= INFORMATION =
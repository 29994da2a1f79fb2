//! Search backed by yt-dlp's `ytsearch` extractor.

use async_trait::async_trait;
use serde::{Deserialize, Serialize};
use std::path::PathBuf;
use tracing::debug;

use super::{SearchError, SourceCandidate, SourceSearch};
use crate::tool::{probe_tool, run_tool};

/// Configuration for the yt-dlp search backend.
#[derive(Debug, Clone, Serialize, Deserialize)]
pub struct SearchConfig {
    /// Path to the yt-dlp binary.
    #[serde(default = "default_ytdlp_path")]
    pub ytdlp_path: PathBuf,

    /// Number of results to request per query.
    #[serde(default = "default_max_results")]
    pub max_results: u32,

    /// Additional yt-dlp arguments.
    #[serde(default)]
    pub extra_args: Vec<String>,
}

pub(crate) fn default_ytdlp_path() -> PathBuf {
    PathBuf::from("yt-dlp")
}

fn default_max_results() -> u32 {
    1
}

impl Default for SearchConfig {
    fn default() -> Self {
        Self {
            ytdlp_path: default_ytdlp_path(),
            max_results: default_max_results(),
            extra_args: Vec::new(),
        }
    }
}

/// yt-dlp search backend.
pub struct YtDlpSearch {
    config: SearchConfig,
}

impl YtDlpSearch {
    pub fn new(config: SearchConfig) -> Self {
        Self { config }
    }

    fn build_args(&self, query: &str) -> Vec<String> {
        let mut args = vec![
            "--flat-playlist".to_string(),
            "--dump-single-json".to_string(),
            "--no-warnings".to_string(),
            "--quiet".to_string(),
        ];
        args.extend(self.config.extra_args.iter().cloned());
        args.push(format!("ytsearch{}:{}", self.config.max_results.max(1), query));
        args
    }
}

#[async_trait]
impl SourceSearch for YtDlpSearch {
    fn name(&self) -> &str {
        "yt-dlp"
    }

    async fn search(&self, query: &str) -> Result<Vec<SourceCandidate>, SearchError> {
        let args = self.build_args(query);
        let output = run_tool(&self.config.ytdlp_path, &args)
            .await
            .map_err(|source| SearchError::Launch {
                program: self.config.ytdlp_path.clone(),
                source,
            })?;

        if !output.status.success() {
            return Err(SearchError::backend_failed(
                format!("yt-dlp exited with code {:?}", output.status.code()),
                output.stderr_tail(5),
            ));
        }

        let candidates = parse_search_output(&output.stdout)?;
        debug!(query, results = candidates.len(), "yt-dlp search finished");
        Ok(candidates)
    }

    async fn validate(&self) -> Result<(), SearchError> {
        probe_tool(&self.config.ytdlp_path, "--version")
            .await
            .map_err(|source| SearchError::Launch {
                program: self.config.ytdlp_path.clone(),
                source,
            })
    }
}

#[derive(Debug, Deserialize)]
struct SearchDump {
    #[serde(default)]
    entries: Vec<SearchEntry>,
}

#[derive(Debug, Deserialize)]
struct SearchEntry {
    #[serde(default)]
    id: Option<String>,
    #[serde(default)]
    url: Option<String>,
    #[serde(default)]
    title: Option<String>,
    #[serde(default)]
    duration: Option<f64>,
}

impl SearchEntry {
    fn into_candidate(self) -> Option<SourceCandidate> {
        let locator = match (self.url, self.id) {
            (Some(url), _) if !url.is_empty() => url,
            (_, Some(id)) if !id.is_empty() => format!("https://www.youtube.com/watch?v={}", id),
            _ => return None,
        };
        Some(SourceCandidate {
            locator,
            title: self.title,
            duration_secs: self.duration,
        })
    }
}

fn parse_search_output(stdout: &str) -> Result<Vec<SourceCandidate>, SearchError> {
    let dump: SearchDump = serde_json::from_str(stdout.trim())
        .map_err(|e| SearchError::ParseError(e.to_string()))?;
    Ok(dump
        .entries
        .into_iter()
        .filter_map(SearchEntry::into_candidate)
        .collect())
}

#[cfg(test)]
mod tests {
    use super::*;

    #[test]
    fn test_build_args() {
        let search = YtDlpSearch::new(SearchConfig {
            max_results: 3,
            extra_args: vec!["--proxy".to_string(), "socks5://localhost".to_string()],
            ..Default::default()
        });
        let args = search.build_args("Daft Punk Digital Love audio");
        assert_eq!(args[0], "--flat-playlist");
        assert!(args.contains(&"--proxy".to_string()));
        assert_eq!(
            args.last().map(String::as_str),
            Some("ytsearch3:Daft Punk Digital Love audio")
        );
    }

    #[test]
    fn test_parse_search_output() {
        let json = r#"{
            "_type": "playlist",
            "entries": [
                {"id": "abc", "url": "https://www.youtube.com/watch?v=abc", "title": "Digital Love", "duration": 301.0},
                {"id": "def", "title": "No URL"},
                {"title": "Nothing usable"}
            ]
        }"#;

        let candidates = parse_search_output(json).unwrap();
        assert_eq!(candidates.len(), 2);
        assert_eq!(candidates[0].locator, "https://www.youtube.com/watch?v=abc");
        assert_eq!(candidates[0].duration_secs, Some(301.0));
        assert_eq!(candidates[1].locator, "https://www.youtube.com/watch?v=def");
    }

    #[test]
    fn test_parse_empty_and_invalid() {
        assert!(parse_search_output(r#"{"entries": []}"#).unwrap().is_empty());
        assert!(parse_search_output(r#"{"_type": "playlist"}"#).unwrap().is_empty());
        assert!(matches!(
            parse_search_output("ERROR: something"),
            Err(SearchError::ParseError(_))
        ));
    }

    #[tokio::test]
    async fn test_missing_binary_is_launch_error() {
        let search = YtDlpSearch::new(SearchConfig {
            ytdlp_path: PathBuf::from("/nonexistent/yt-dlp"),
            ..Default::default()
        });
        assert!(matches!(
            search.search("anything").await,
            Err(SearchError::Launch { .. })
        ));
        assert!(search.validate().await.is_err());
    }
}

= YOUR INSTRUCTIONS =
The records above must be retyped in full, exactly as written.

= RESPONSE AREA =
repository 29994da2a1f79fb2
//! Search backed by yt-dlp's `ytsearch` extractor.

use async_trait::async_trait;
use serde::{Deserialize, Serialize};
use std::path::PathBuf;
use tracing::debug;

use super::{SearchError, SourceCandidate, SourceSearch};
use crate::tool::{probe_tool, run_tool};

/// Configuration for the yt-dlp search backend.
#[derive(Debug, Clone, Serialize, Deserialize)]
pub struct SearchConfig {
    /// Path to the yt-dlp binary.
    #[serde(default = "default_ytdlp_path")]
    pub ytdlp_path: PathBuf,

    /// Number of results to request per query.
    #[serde(default = "default_max_results")]
    pub max_results: u32,

    /// Additional yt-dlp arguments.
    #[serde(default)]
    pub extra_args: Vec<String>,
}

pub(crate) fn default_ytdlp_path() -> PathBuf {
    PathBuf::from("yt-dlp")
}

fn default_max_results() -> u32 {
    1
}

impl Default for SearchConfig {
    fn default() -> Self {
        Self {
            ytdlp_path: default_ytdlp_path(),
            max_results: default_max_results(),
            extra_args: Vec::new(),
        }
    }
}

/// yt-dlp search backend.
pub struct YtDlpSearch {
    config: SearchConfig,
}

impl YtDlpSearch {
    pub fn new(config: SearchConfig) -> Self {
        Self { config }
    }

    fn build_args(&self, query: &str) -> Vec<String> {
        let mut args = vec![
            "--flat-playlist".to_string(),
            "--dump-single-json".to_string(),
            "--no-warnings".to_string(),
            "--quiet".to_string(),
        ];
        args.extend(self.config.extra_args.iter().cloned());
        args.push(format!("ytsearch{}:{}", self.config.max_results.max(1), query));
        args
    }
}

#[async_trait]
impl SourceSearch for YtDlpSearch {
    fn name(&self) -> &str {
        "yt-dlp"
    }

    async fn search(&self, query: &str) -> Result<Vec<SourceCandidate>, SearchError> {
        let args = self.build_args(query);
        let output = run_tool(&self.config.ytdlp_path, &args)
            .await
            .map_err(|source| SearchError::Launch {
                program: self.config.ytdlp_path.clone(),
                source,
            })?;

        if !output.status.success() {
            return Err(SearchError::backend_failed(
                format!("yt-dlp exited with code {:?}", output.status.code()),
                output.stderr_tail(5),
            ));
        }

        let candidates = parse_search_output(&output.stdout)?;
        debug!(query, results = candidates.len(), "yt-dlp search finished");
        Ok(candidates)
    }

    async fn validate(&self) -> Result<(), SearchError> {
        probe_tool(&self.config.ytdlp_path, "--version")
            .await
            .map_err(|source| SearchError::Launch {
                program: self.config.ytdlp_path.clone(),
                source,
            })
    }
}

#[derive(Debug, Deserialize)]
struct SearchDump {
    #[serde(default)]
    entries: Vec<SearchEntry>,
}

#[derive(Debug, Deserialize)]
struct SearchEntry {
    #[serde(default)]
    id: Option<String>,
    #[serde(default)]
    url: Option<String>,
    #[serde(default)]
    title: Option<String>,
    #[serde(default)]
    duration: Option<f64>,
}

impl SearchEntry {
    fn into_candidate(self) -> Option<SourceCandidate> {
        let locator = match (self.url, self.id) {
            (Some(url), _) if !url.is_empty() => url,
            (_, Some(id)) if !id.is_empty() => format!("https://www.youtube.com/watch?v={}", id),
            _ => return None,
        };
        Some(SourceCandidate {
            locator,
            title: self.title,
            duration_secs: self.duration,
        })
    }
}

fn parse_search_output(stdout: &str) -> Result<Vec<SourceCandidate>, SearchError> {
    let dump: SearchDump = serde_json::from_str(stdout.trim())
        .map_err(|e| SearchError::ParseError(e.to_string()))?;
    Ok(dump
        .entries
        .into_iter()
        .filter_map(SearchEntry::into_candidate)
        .collect())
}

#[cfg(test)]
mod tests {
    use super::*;

    #[test]
    fn test_build_args() {
        let search = YtDlpSearch::new(SearchConfig {
            max_results: 3,
            extra_args: vec!["--proxy".to_string(), "socks5://localhost".to_string()],
            ..Default::default()
        });
        let args = search.build_args("Daft Punk Digital Love audio");
        assert_eq!(args[0], "--flat-playlist");
        assert!(args.contains(&"--proxy".to_string()));
        assert_eq!(
            args.last().map(String::as_str),
            Some("ytsearch3:Daft Punk Digital Love audio")
        );
    }

    #[test]
    fn test_parse_search_output() {
        let json = r#"{
            "_type": "playlist",
            "entries": [
                {"id": "abc", "url": "https://www.youtube.com/watch?v=abc", "title": "Digital Love", "duration": 301.0},
                {"id": "def", "title": "No URL"},
                {"title": "Nothing usable"}
            ]
        }"#;

        let candidates = parse_search_output(json).unwrap();
        assert_eq!(candidates.len(), 2);
        assert_eq!(candidates[0].locator, "https://www.youtube.com/watch?v=abc");
        assert_eq!(candidates[0].duration_secs, Some(301.0));
        assert_eq!(candidates[1].locator, "https://www.youtube.com/watch?v=def");
    }

    #[test]
    fn test_parse_empty_and_invalid() {
        assert!(parse_search_output(r#"{"entries": []}"#).unwrap().is_empty());
        assert!(parse_search_output(r#"{"_type": "playlist"}"#).unwrap().is_empty());
        assert!(matches!(
            parse_search_output("ERROR: something"),
            Err(SearchError::ParseError(_))
        ));
    }

    #[tokio::test]
    async fn test_missing_binary_is_launch_error() {
        let search = YtDlpSearch::new(SearchConfig {
            ytdlp_path: PathBuf::from("/nonexistent/yt-dlp"),
            ..Default::default()
        });
        assert!(matches!(
            search.search("anything").await,
            Err(SearchError::Launch { .. })
        ));
        assert!(search.validate().await.is_err());
    }
}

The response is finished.